Nose - peaty, earthy and solid, while in direct contrast displaying delicate fresh lemony lime characters. Nicely rounded and malty.
Taste - a mellow yet feisty palate; predominately malty, citrus flavours come through well with a gentle peaty touch.
Finish - short yet full with a pleasant lingering peatiness.
The name ‘Antiquary’ was derived from the famous novel by Sir Walter Scott. This brand has a long heritage and is positively steeped in history; it is one of the very oldest blended Scotch whiskies.
|Located on the eastern edge of the Monadhliath Mountains, Tomatin has a feeling of remoteness about it.
Illicit stills are part of the history of whisky distilling in Scotland; as a distilling site, illicit or otherwise, Tomatin reaches back to the 15th Century when drovers, bringing their cattle over high mountain passes to the market at Tomatin, filled their flasks from a still at the Old Laird’s House, beside the current distillery buildings – perhaps the fore-runner to the current visitor centre! A formal distillery was commissioned on the site in 1897, and at 315 metres above sea level it is one of the highest in the country.
In 1985 the Distillery was re-established as The Tomatin Distillery Co Ltd and secured the future of whisky distilling in the Monadhliath hills. Tomatin now operates 12 stills, and in 2007 produced 2.5 million litres.

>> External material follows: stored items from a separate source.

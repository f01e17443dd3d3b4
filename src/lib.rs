//! Server-driven screens.
//!
//! A [`Screen`] takes a [`Component`] tree as described by a server, builds a view tree for it,
//! and keeps a [`Renderer`] informed of every bound property value. Lists are virtualized: see
//! [`list`]. Actions are not interpreted here but handed to an [`ActionHandler`].

mod action;
mod component;
pub mod events;
pub mod list;
mod rect;
mod renderer;
mod screen;

pub use action::{ActionHandler, RootContext};
pub use component::{Action, Component, Direction, ListModel, TemplateId};
pub use rect::Rect;
pub use renderer::{ListChange, Renderer};
pub use screen::Screen;

pub use perch_core::{
    Config, ContextData, ContextUpdateError, GlobalContext, NodeId, SetContext, Template,
};
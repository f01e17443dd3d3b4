use crate::component::Action;
use perch_core::{ContextUpdater, GlobalContext, NodeId, SetContext};

/// What actions get to see of the screen they run in.
#[derive(Debug, Clone)]
pub struct RootContext {
    updater: ContextUpdater,
    global: GlobalContext,
}

impl RootContext {
    pub(crate) fn new(updater: ContextUpdater, global: GlobalContext) -> RootContext {
        RootContext { updater, global }
    }

    /// Queues a context update on behalf of `origin`.
    ///
    /// The screen applies it once the running actions return.
    pub fn set_context(&self, origin: NodeId, update: SetContext) {
        self.updater.set(origin, update);
    }

    pub fn global(&self) -> &GlobalContext {
        &self.global
    }
}

/// Executes server-described actions.
pub trait ActionHandler {
    /// Runs a list of actions triggered by `origin`.
    fn execute(&mut self, root: &RootContext, origin: NodeId, actions: &[Action]);
}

All whisky distilling requires good water. At Tomatin the Alt-na Frith (Free Burn), which springs up deep within the Monadhliath Mountains, supplies us with as much as we need. This water is combined with top quality barley, and traditional techniques are employed in all 4 stages of the distilling process – malting, mashing, fermentation and distillation. Traditionally our whisky has been used to provide fillings for the major blended whiskies in Scotland, but the emphasis now is very much on the Company own brands, first class malt and blended whiskies which have all won major international awards.